The product of two convergent series can be expressed as follows.

$$ \begin{align*} e^{X} e^{-X} &= \left( \sum\limits_{m = 0}^{\infty} \dfrac{X^{m}}{m!} \right) \left( \sum\limits_{m = 0}^{\infty} \dfrac{(-1)^{m}X^{m}}{m!} \right) \\ &= \sum_{m = 0}^{\infty} \sum_{k = 0}^{m} \dfrac{X^{k}}{k!} \dfrac{(-1)^{m-k}X^{m-k}}{(m-k)!} \\ &= \sum_{m = 0}^{\infty} \dfrac{1}{m!} \sum_{k = 0}^{m} \dfrac{m!}{k!(m-k)!} (-1)^{m-k}X^{m} \\ &= \sum_{m = 0}^{\infty} \dfrac{X^{m}}{m!} \left( \sum_{k = 0}^{m} \dfrac{m!}{k!(m-k)!} (-1)^{m-k} \right) \end{align*} $$

The value inside the parentheses is given by the binomial theorem.

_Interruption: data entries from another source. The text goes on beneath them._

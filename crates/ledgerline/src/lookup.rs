//! Outcome of a best-effort lookup.

use ledgerline_data::DataError;
use serde::ser::{Serialize, SerializeMap, Serializer};

/// Result of one degradable part of a report.
///
/// Serialises as the value when found and as `{}` otherwise, so consumers see
/// the same shape whether the registry had nothing or could not be reached.
#[derive(Debug, Clone, PartialEq, Eq)]
pub enum Lookup<T> {
    /// The value was retrieved
    Found(T),
    /// The registry has nothing for this company
    Absent,
    /// Retrieval failed
    Unavailable {
        /// Cause, for logs
        reason: String,
    },
}

impl<T> Lookup<T> {
    /// Classify a data-layer result.
    pub fn from_result(result: ledgerline_data::Result<T>) -> Self {
        match result {
            Ok(value) => Self::Found(value),
            Err(e) => Self::from_error(&e),
        }
    }

    /// Classify a data-layer failure.
    pub fn from_error(error: &DataError) -> Self {
        if error.is_absence() {
            Self::Absent
        } else {
            Self::Unavailable {
                reason: error.to_string(),
            }
        }
    }

    /// Returns true if a value was retrieved.
    pub const fn is_found(&self) -> bool {
        matches!(self, Self::Found(_))
    }

    /// The retrieved value, if any.
    pub const fn found(&self) -> Option<&T> {
        match self {
            Self::Found(value) => Some(value),
            _ => None,
        }
    }

    /// Consume into the retrieved value, if any.
    pub fn into_found(self) -> Option<T> {
        match self {
            Self::Found(value) => Some(value),
            _ => None,
        }
    }
}

impl<T: Serialize> Serialize for Lookup<T> {
    fn serialize<S: Serializer>(&self, serializer: S) -> Result<S::Ok, S::Error> {
        match self {
            Self::Found(value) => value.serialize(serializer),
            _ => serializer.serialize_map(Some(0))?.end(),
        }
    }
}

#[cfg(test)]
mod tests {
    use super::*;
    use serde_json::json;

    #[test]
    fn test_classification() {
        let absent: Lookup<u32> = Lookup::from_result(Err(DataError::RegistryNotFound("x".into())));
        assert_eq!(absent, Lookup::Absent);

        let failed: Lookup<u32> = Lookup::from_result(Err(DataError::RegistryUnavailable {
            url: "http://registry.test".into(),
            status: Some(503),
            reason: "down".into(),
        }));
        assert!(matches!(failed, Lookup::Unavailable { .. }));
        assert!(!failed.is_found());

        let found = Lookup::from_result(Ok(7));
        assert_eq!(found.found(), Some(&7));
        assert_eq!(found.into_found(), Some(7));
    }

    #[test]
    fn test_serialises_value_or_empty_object() {
        let found = Lookup::Found(json!({"company_name": "ACME LTD"}));
        assert_eq!(serde_json::to_value(&found).unwrap(), json!({"company_name": "ACME LTD"}));

        let absent: Lookup<serde_json::Value> = Lookup::Absent;
        assert_eq!(serde_json::to_value(&absent).unwrap(), json!({}));

        let failed: Lookup<Vec<u8>> = Lookup::Unavailable {
            reason: "timeout".into(),
        };
        assert_eq!(serde_json::to_string(&failed).unwrap(), "{}");
    }
}
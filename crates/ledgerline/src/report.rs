//! Report payload types.

use crate::lookup::Lookup;
use ledgerline_data::FactMapping;
use serde::Serialize;
use serde_json::Value;

/// A company name resolved to its registry id.
#[derive(Debug, Clone, PartialEq, Eq, Serialize)]
pub struct CompanyIdentity {
    /// Name as requested
    pub name: String,
    /// Registry id of the best search match
    pub company_id: String,
}

/// Everything known about one company.
#[derive(Debug, Clone, PartialEq, Serialize)]
#[serde(rename_all = "camelCase")]
pub struct CompanyReport {
    /// Inline-XBRL facts from the latest accounts filing
    pub financial_data: Lookup<FactMapping>,
    /// Registry id
    pub company_id: String,
    /// Name as requested
    pub company_name: String,
    /// Registry profile, passed through
    pub company_profile: Lookup<Value>,
    /// Officer list, passed through
    pub officers: Lookup<Value>,
    /// Persons with significant control, passed through
    pub psc: Lookup<Value>,
}

impl CompanyReport {
    /// The company this report describes.
    pub fn identity(&self) -> CompanyIdentity {
        CompanyIdentity {
            name: self.company_name.clone(),
            company_id: self.company_id.clone(),
        }
    }

    /// Wire names of the fields that could not be filled.
    pub fn degraded_fields(&self) -> Vec<&'static str> {
        [
            ("financialData", self.financial_data.is_found()),
            ("companyProfile", self.company_profile.is_found()),
            ("officers", self.officers.is_found()),
            ("psc", self.psc.is_found()),
        ]
        .into_iter()
        .filter(|(_, found)| !found)
        .map(|(name, _)| name)
        .collect()
    }
}

#[cfg(test)]
mod tests {
    use super::*;
    use serde_json::json;

    fn report() -> CompanyReport {
        let mut facts = FactMapping::new();
        facts.push("core:Equity", "FY2024", "25,000");
        CompanyReport {
            financial_data: Lookup::Found(facts),
            company_id: "01234567".into(),
            company_name: "Acme Ltd".into(),
            company_profile: Lookup::Found(json!({"company_name": "ACME LTD"})),
            officers: Lookup::Absent,
            psc: Lookup::Unavailable {
                reason: "timeout".into(),
            },
        }
    }

    #[test]
    fn test_wire_shape() {
        let value = serde_json::to_value(report()).unwrap();
        assert_eq!(
            value,
            json!({
                "financialData": {"core:Equity": [["FY2024", "25,000"]]},
                "companyId": "01234567",
                "companyName": "Acme Ltd",
                "companyProfile": {"company_name": "ACME LTD"},
                "officers": {},
                "psc": {}
            })
        );
    }

    #[test]
    fn test_key_order() {
        let text = serde_json::to_string(&report()).unwrap();
        let positions: Vec<usize> = [
            "financialData",
            "companyId",
            "companyName",
            "companyProfile",
            "officers",
            "psc",
        ]
        .iter()
        .map(|key| text.find(&format!("\"{}\"", key)).unwrap())
        .collect();
        assert!(positions.windows(2).all(|pair| pair[0] < pair[1]));
    }

    #[test]
    fn test_degraded_fields() {
        assert_eq!(report().degraded_fields(), vec!["officers", "psc"]);
        assert_eq!(report().identity().company_id, "01234567");
    }
}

$$ \sum_{k = 0}^{m} \dfrac{m!}{k!(m-k)!} (-1)^{m-k} = \sum_{k = 0}^{m} \dfrac{m!}{k!(m-k)!} 1^{k}(-1)^{m-k} = (1 + (-1))^{m} $$

This value equals $1$ only when $m=0$, and equals $0$ otherwise; hence we obtain the following conclusion.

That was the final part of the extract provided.